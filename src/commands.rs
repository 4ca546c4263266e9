use crate::checkpoint::CheckpointStore;
use crate::config::{load_experiment, ConfigError};
use crate::experiment::{Experiment, ExperimentError, FactoryTable};
use std::path::PathBuf;

#[derive(Debug, Clone, PartialEq, Eq)]
pub enum CliVerb {
    Run { config_dir: PathBuf },
    Status { config_dir: PathBuf },
    Help,
}

#[derive(Debug)]
pub struct CliFailure {
    pub message: String,
    pub exit_code: i32,
}

impl From<ExperimentError> for CliFailure {
    fn from(error: ExperimentError) -> Self {
        Self {
            exit_code: error.exit_code(),
            message: error.to_string(),
        }
    }
}

impl From<ConfigError> for CliFailure {
    fn from(error: ConfigError) -> Self {
        ExperimentError::from(error).into()
    }
}

pub fn cli_help_lines() -> Vec<&'static str> {
    vec![
        "usage: dacycle <command>",
        "",
        "commands:",
        "  run <config_dir>     execute the experiment's cycle loop to completion",
        "  status <config_dir>  render the checkpoint tree without running anything",
        "  help                 show this message",
    ]
}

pub fn parse_cli_verb(args: &[String]) -> Result<CliVerb, String> {
    match args.first().map(String::as_str) {
        None | Some("help") | Some("--help") | Some("-h") => Ok(CliVerb::Help),
        Some("run") => match args.get(1) {
            Some(dir) => Ok(CliVerb::Run {
                config_dir: PathBuf::from(dir),
            }),
            None => Err("run requires a config directory".to_string()),
        },
        Some("status") => match args.get(1) {
            Some(dir) => Ok(CliVerb::Status {
                config_dir: PathBuf::from(dir),
            }),
            None => Err("status requires a config directory".to_string()),
        },
        Some(other) => Err(format!("unknown command `{other}`")),
    }
}

pub fn run_cli(args: Vec<String>, factories: &FactoryTable) -> Result<String, CliFailure> {
    let verb = parse_cli_verb(&args).map_err(|message| CliFailure {
        message: format!("{message}\n{}", cli_help_lines().join("\n")),
        exit_code: 2,
    })?;

    match verb {
        CliVerb::Help => Ok(cli_help_lines().join("\n")),
        CliVerb::Run { config_dir } => {
            let experiment = Experiment::from_config_dir(&config_dir, factories)?;
            let outcome = experiment.run()?;
            let resumed = outcome.cycles.iter().filter(|c| c.resumed).count();
            Ok(format!(
                "experiment `{}` completed: {} cycle(s), {} resumed from checkpoint",
                experiment.config().name,
                outcome.cycles.len(),
                resumed
            ))
        }
        CliVerb::Status { config_dir } => render_status(&config_dir),
    }
}

fn render_status(config_dir: &std::path::Path) -> Result<String, CliFailure> {
    let loaded = load_experiment(config_dir)?;
    let store = CheckpointStore::new(loaded.config.resolve_state_root(config_dir));
    let stage_names: Vec<String> = loaded
        .config
        .stages
        .iter()
        .map(|stage| stage.name.clone())
        .collect();

    let mut lines = vec![format!("experiment `{}`", loaded.config.name)];
    let mut cycle_index = 0u64;
    while store.cycle_dir(cycle_index).is_dir() {
        let window = store
            .load_cycle_window(cycle_index)
            .map_err(ExperimentError::from)?;
        match window {
            Some(window) => lines.push(format!("cycle {cycle_index} {window}")),
            None => lines.push(format!("cycle {cycle_index}")),
        }
        for stage in &stage_names {
            let record = store
                .load_stage_run(cycle_index, stage)
                .map_err(ExperimentError::from)?;
            match record {
                Some(record) => {
                    let mut line = format!(
                        "  {stage}: {} retries={}",
                        record.status, record.retry_count
                    );
                    if let Some(artifact) = &record.artifact {
                        line.push_str(&format!(" artifact={artifact}"));
                    }
                    if let Some(error) = &record.error {
                        line.push_str(&format!(" error={error}"));
                    }
                    lines.push(line);
                }
                None => lines.push(format!("  {stage}: not started")),
            }
        }
        cycle_index += 1;
    }
    if cycle_index == 0 {
        lines.push("no cycles recorded".to_string());
    }
    Ok(lines.join("\n"))
}

#[cfg(test)]
mod tests {
    use super::*;

    fn args(values: &[&str]) -> Vec<String> {
        values.iter().map(|v| v.to_string()).collect()
    }

    #[test]
    fn parses_known_verbs() {
        assert_eq!(parse_cli_verb(&args(&[])), Ok(CliVerb::Help));
        assert_eq!(parse_cli_verb(&args(&["help"])), Ok(CliVerb::Help));
        assert_eq!(
            parse_cli_verb(&args(&["run", "exp"])),
            Ok(CliVerb::Run {
                config_dir: PathBuf::from("exp")
            })
        );
        assert_eq!(
            parse_cli_verb(&args(&["status", "exp"])),
            Ok(CliVerb::Status {
                config_dir: PathBuf::from("exp")
            })
        );
    }

    #[test]
    fn rejects_missing_arguments_and_unknown_verbs() {
        assert!(parse_cli_verb(&args(&["run"])).is_err());
        assert!(parse_cli_verb(&args(&["status"])).is_err());
        assert!(parse_cli_verb(&args(&["launch"])).is_err());
    }
}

→ ACTIVITY: All lines in the records with the string "Self" should be copied out.

→ SOLUTION TO THE EXERCISE:
    fn from(error: ExperimentError) -> Self {
        Self {
    fn from(error: ConfigError) -> Self {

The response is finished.